impl Session {
    /// Spawn the server process for `root` and run the initialize handshake.
    ///
    /// On any failure the child is dropped (and killed via `kill_on_drop`)
    /// and nothing is registered — the next call for this root starts from
    /// scratch.
    pub async fn spawn(
        root: PathBuf,
        config: &ServerConfig,
        request_timeout: Duration,
        sessions: SharedSessions,
    ) -> Result<Arc<Self>, LspError> {
        let resolved_cmd = which::which(&config.command)
            .map_err(|_| LspError::Spawn(format!("{} not found in PATH", config.command)))?;

        let root_uri = protocol::path_to_file_uri(&root)
            .map_err(|_| LspError::InvalidPath(root.clone()))?;

        let mut cmd = Command::new(&resolved_cmd);
        cmd.args(&config.args)
            .current_dir(&root)
            .stdin(Stdio::piped())
            .stdout(Stdio::piped())
            // Non-fatal server logging must never break the read loop.
            .stderr(Stdio::null())
            .kill_on_drop(true);

        let mut child = cmd
            .spawn()
            .map_err(|e| LspError::Spawn(format!("spawning {}: {e}", config.command)))?;

        let stdout = child
            .stdout
            .take()
            .ok_or_else(|| LspError::Spawn("no stdout from child".to_string()))?;
        let stdin = child
            .stdin
            .take()
            .ok_or_else(|| LspError::Spawn("no stdin from child".to_string()))?;

        let (writer_tx, writer_rx) = mpsc::channel::<WriterCommand>(WRITER_CHANNEL_CAPACITY);
        tokio::spawn(Self::write_loop(stdin, writer_rx));

        let session = Arc::new(Self {
            root: root.clone(),
            language_id: config.language_id.clone(),
            child: Mutex::new(Some(child)),
            writer_tx: writer_tx.clone(),
            tracker: Arc::new(RequestTracker::new()),
            documents: Mutex::new(DocumentTracker::new()),
            diagnostics: Arc::new(Mutex::new(DiagnosticsStore::new())),
            last_activity: Mutex::new(Instant::now()),
            request_timeout,
        });

        tokio::spawn(Self::read_loop(
            stdout,
            session.tracker.clone(),
            session.diagnostics.clone(),
            writer_tx,
            root,
            sessions,
            Arc::downgrade(&session),
        ));

        session
            .request_with_timeout(
                "initialize",
                Some(protocol::initialize_params(root_uri.as_str())),
                INIT_TIMEOUT,
            )
            .await
            .map_err(|e| LspError::Spawn(format!("initialize failed: {e}")))?;

        session.notify("initialized", Some(serde_json::json!({}))).await;

        Ok(session)
    }

    pub async fn last_activity(&self) -> Instant {
        *self.last_activity.lock().await
    }

    async fn touch(&self) {
        *self.last_activity.lock().await = Instant::now();
    }

    /// Send a request and await its response under the session deadline.
    pub async fn request(
        &self,
        method: &'static str,
        params: Option<serde_json::Value>,
    ) -> Result<serde_json::Value, LspError> {
        self.request_with_timeout(method, params, self.request_timeout)
            .await
    }

    async fn request_with_timeout(
        &self,
        method: &'static str,
        params: Option<serde_json::Value>,
        deadline: Duration,
    ) -> Result<serde_json::Value, LspError> {
        let (id, rx) = self.tracker.register().await;
        let frame = serde_json::to_value(Request::new(id, method, params))?;

        self.touch().await;
        if self
            .writer_tx
            .send(WriterCommand::Send(frame))
            .await
            .is_err()
        {
            // Writer gone means the process is gone; don't leak the entry.
            self.tracker.remove(id).await;
            return Err(LspError::SessionClosed);
        }

        self.tracker.wait(id, rx, deadline).await
    }

    /// Fire-and-forget notification. Write failures are swallowed at the
    /// transport; callers observe them only as a later request timeout.
    pub async fn notify(&self, method: &'static str, params: Option<serde_json::Value>) {
        let frame = match serde_json::to_value(Notification::new(method, params)) {
            Ok(frame) => frame,
            Err(e) => {
                tracing::warn!("failed to encode {method} notification: {e}");
                return;
            }
        };
        self.touch().await;
        if self
            .writer_tx
            .send(WriterCommand::Send(frame))
            .await
            .is_err()
        {
            tracing::warn!("dropping {method} notification: writer closed");
        }
    }

    /// Push the file's current content to the server, opening it on first
    /// touch and bumping the version on every later one.
    ///
    /// Returns the document URI for follow-up requests.
    pub async fn sync_document(&self, path: &Path) -> Result<String, LspError> {
        let uri = protocol::path_to_file_uri(path)
            .map_err(|_| LspError::InvalidPath(path.to_path_buf()))?
            .to_string();
        let text = tokio::fs::read_to_string(path).await?;

        let update = self.documents.lock().await.open_or_change(&uri);
        match update {
            DocUpdate::Open { version } => {
                let params = protocol::did_open_params(&uri, &self.language_id, version, &text);
                self.notify("textDocument/didOpen", Some(params)).await;
            }
            DocUpdate::Change { version } => {
                let params = protocol::did_change_params(&uri, version, &text);
                self.notify("textDocument/didChange", Some(params)).await;
            }
        }
        Ok(uri)
    }

    /// Open the document if it isn't already; no version bump when it is.
    pub async fn ensure_open(&self, path: &Path) -> Result<String, LspError> {
        let uri = protocol::path_to_file_uri(path)
            .map_err(|_| LspError::InvalidPath(path.to_path_buf()))?
            .to_string();
        if self.documents.lock().await.is_open(&uri) {
            return Ok(uri);
        }
        self.sync_document(path).await
    }

    /// Render this session's push-diagnostic cache.
    pub async fn diagnostics_report(&self, max_lines: usize) -> String {
        let store = self.diagnostics.lock().await;
        render_report(&self.root, &store, max_lines)
    }

    /// Gracefully shut down: best-effort `shutdown`/`exit`, then force-kill
    /// after a grace period. Outstanding requests are rejected.
    pub async fn shutdown(&self) {
        if self
            .request_with_timeout("shutdown", None, SHUTDOWN_TIMEOUT)
            .await
            .is_ok()
        {
            self.notify("exit", None).await;
        }

        let _ = self.writer_tx.send(WriterCommand::Shutdown).await;

        let mut child = self.child.lock().await;
        if let Some(child) = child.as_mut() {
            if tokio::time::timeout(KILL_GRACE, child.wait()).await.is_err() {
                tracing::debug!("server for {} didn't exit in time, killing", self.root.display());
                let _ = child.kill().await;
            }
        }

        self.tracker.fail_all().await;
    }

    async fn write_loop(stdin: impl AsyncWrite + Unpin, mut writer_rx: mpsc::Receiver<WriterCommand>) {
        let mut writer = FrameWriter::new(stdin);
        while let Some(cmd) = writer_rx.recv().await {
            match cmd {
                WriterCommand::Send(frame) => {
                    if let Err(e) = writer.write_frame(&frame).await {
                        tracing::warn!("LSP write error: {e}");
                        break;
                    }
                }
                WriterCommand::Shutdown => break,
            }
        }
    }

    async fn read_loop(
        stdout: impl AsyncRead + Unpin,
        tracker: Arc<RequestTracker>,
        diagnostics: Arc<Mutex<DiagnosticsStore>>,
        writer_tx: mpsc::Sender<WriterCommand>,
        root: PathBuf,
        sessions: SharedSessions,
        this: Weak<Session>,
    ) {
        let mut reader = FrameReader::new(stdout);
        loop {
            match reader.read_frame().await {
                Ok(Some(frame)) => {
                    Self::dispatch_frame(&frame, &tracker, &diagnostics, &writer_tx).await;
                }
                Ok(None) => {
                    tracing::info!("server for {} closed stdout", root.display());
                    break;
                }
                Err(e) => {
                    tracing::warn!("reader error for {}: {e}", root.display());
                    break;
                }
            }
        }

        // Reject pending requests first: a caller holding the pool lock and
        // awaiting a response must unblock before we take the lock below.
        tracker.fail_all().await;

        // Deregister, but only if the pool still holds this exact instance;
        // a replacement session for the same root must survive.
        if let Some(session) = this.upgrade() {
            let mut map = sessions.lock().await;
            if map
                .get(&root)
                .is_some_and(|current| Arc::ptr_eq(current, &session))
            {
                map.remove(&root);
            }
        }
    }

    async fn dispatch_frame(
        frame: &serde_json::Value,
        tracker: &RequestTracker,
        diagnostics: &Mutex<DiagnosticsStore>,
        writer_tx: &mpsc::Sender<WriterCommand>,
    ) {
        let Some(incoming) = parse_incoming(frame) else {
            tracing::trace!("ignoring malformed JSON-RPC frame");
            return;
        };

        match incoming {
            IncomingFrame::Response { id, body } => {
                tracker.resolve(id, body).await;
            }
            IncomingFrame::ServerRequest { id, method } => {
                // Many servers send client/registerCapability, workspace/configuration,
                // etc. We must respond or the server may block.
                tracing::debug!("server sent request {method} — replying method not found");
                let response = serde_json::json!({
                    "jsonrpc": "2.0",
                    "id": id,
                    "error": {
                        "code": -32601,
                        "message": format!("Method not found: {method}")
                    }
                });
                let _ = writer_tx.send(WriterCommand::Send(response)).await;
            }
            IncomingFrame::Notification { method, params } => {
                Self::handle_notification(&method, params, diagnostics).await;
            }
        }
    }

    async fn handle_notification(
        method: &str,
        params: Option<serde_json::Value>,
        diagnostics: &Mutex<DiagnosticsStore>,
    ) {
        match method {
            "textDocument/publishDiagnostics" => {
                let Some(params) = params else { return };
                match serde_json::from_value::<PublishDiagnosticsParams>(params) {
                    Ok(diag_params) => {
                        if let Some(path) = protocol::file_uri_to_path(&diag_params.uri) {
                            let items = diag_params
                                .diagnostics
                                .iter()
                                .map(protocol::LspDiagnostic::to_diagnostic)
                                .collect();
                            // Keyed by normalized path so differently spelled
                            // URIs for one document replace each other.
                            diagnostics.lock().await.publish(normalize_path(&path), items);
                        }
                    }
                    Err(e) => {
                        tracing::debug!("failed to parse publishDiagnostics: {e}");
                    }
                }
            }
            _ => {
                // Unknown server chatter must not crash the client.
                tracing::trace!("ignoring notification: {method}");
            }
        }
    }
}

═══

▶ **Assignment**: The answer must consist of each line from the data that includes the string "format".

▶ **Result**:
            .map_err(|_| LspError::Spawn(format!("{} not found in PATH", config.command)))?;
            .map_err(|e| LspError::Spawn(format!("spawning {}: {e}", config.command)))?;
            .map_err(|e| LspError::Spawn(format!("initialize failed: {e}")))?;
                        "message": format!("Method not found: {method}")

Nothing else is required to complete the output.